*WHAT IS REQUIRED*
The lines to copy are those in the listing below that contain the word "draws".
*** Begin section ***
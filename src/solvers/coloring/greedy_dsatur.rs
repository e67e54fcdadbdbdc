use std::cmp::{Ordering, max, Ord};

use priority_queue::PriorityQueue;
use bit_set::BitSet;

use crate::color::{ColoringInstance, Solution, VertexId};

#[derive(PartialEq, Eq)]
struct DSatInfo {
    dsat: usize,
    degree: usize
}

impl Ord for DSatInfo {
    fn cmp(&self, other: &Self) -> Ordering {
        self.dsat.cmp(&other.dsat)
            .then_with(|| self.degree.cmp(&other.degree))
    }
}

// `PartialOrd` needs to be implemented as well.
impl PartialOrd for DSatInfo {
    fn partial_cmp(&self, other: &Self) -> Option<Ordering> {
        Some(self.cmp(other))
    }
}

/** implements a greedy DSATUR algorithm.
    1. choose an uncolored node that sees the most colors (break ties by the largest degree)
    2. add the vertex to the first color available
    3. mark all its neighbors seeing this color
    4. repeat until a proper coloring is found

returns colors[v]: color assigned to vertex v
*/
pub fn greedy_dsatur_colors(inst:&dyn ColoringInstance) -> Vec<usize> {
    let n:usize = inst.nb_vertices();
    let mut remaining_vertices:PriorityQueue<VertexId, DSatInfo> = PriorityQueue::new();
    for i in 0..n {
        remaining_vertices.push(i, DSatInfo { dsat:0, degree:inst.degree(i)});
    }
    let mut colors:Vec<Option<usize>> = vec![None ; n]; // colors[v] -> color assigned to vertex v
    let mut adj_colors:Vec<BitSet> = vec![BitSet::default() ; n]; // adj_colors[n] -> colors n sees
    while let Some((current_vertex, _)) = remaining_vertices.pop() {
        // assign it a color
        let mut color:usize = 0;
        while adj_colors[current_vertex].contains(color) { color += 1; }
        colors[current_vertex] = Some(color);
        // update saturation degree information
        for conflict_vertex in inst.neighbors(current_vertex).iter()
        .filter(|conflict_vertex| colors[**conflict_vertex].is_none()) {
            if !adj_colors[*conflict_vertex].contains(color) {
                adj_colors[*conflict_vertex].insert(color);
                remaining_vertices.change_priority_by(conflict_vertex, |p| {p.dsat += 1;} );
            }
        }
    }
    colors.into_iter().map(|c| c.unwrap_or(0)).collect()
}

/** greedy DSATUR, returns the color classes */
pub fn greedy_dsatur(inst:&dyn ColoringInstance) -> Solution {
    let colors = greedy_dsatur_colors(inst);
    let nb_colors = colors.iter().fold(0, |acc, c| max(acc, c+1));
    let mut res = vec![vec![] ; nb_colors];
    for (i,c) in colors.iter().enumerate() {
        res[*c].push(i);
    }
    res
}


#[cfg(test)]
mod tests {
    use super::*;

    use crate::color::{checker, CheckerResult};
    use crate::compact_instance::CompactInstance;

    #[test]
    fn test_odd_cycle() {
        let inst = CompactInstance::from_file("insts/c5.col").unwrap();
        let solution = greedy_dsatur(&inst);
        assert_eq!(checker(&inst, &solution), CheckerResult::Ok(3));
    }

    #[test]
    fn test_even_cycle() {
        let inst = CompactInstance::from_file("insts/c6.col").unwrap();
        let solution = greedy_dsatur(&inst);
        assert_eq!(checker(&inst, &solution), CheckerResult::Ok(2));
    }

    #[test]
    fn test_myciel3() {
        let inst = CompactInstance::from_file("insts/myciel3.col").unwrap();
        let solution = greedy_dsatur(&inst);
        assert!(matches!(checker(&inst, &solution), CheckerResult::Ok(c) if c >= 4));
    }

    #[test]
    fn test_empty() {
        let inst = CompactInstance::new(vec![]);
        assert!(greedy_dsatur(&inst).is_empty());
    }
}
*** End section ***
*** Begin section ***
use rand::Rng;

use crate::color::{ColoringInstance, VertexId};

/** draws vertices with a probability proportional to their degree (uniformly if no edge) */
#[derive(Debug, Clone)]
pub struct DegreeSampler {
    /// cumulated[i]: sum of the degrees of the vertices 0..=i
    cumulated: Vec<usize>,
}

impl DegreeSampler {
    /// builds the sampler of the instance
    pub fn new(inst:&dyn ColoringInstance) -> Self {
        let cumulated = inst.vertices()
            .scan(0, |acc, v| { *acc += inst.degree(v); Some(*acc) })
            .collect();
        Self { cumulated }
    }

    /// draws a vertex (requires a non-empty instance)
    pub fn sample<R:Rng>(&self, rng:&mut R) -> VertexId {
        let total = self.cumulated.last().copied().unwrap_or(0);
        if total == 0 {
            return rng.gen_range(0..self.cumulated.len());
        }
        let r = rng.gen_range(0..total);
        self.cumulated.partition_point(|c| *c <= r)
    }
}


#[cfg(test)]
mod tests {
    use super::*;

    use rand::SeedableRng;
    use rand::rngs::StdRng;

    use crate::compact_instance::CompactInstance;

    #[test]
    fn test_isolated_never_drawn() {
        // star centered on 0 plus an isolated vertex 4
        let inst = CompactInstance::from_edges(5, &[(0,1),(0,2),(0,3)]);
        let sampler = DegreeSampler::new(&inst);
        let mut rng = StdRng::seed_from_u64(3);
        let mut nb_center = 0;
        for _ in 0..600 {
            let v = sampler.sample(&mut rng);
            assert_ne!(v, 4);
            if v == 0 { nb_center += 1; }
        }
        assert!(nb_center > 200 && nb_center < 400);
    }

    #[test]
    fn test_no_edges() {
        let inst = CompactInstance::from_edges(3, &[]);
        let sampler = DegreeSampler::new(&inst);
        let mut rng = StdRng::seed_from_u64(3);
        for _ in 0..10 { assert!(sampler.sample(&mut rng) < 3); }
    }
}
*** End section ***
*RESPONSE TO THE TASK*
/** draws vertices with a probability proportional to their degree (uniformly if no edge) */
    /// draws a vertex (requires a non-empty instance)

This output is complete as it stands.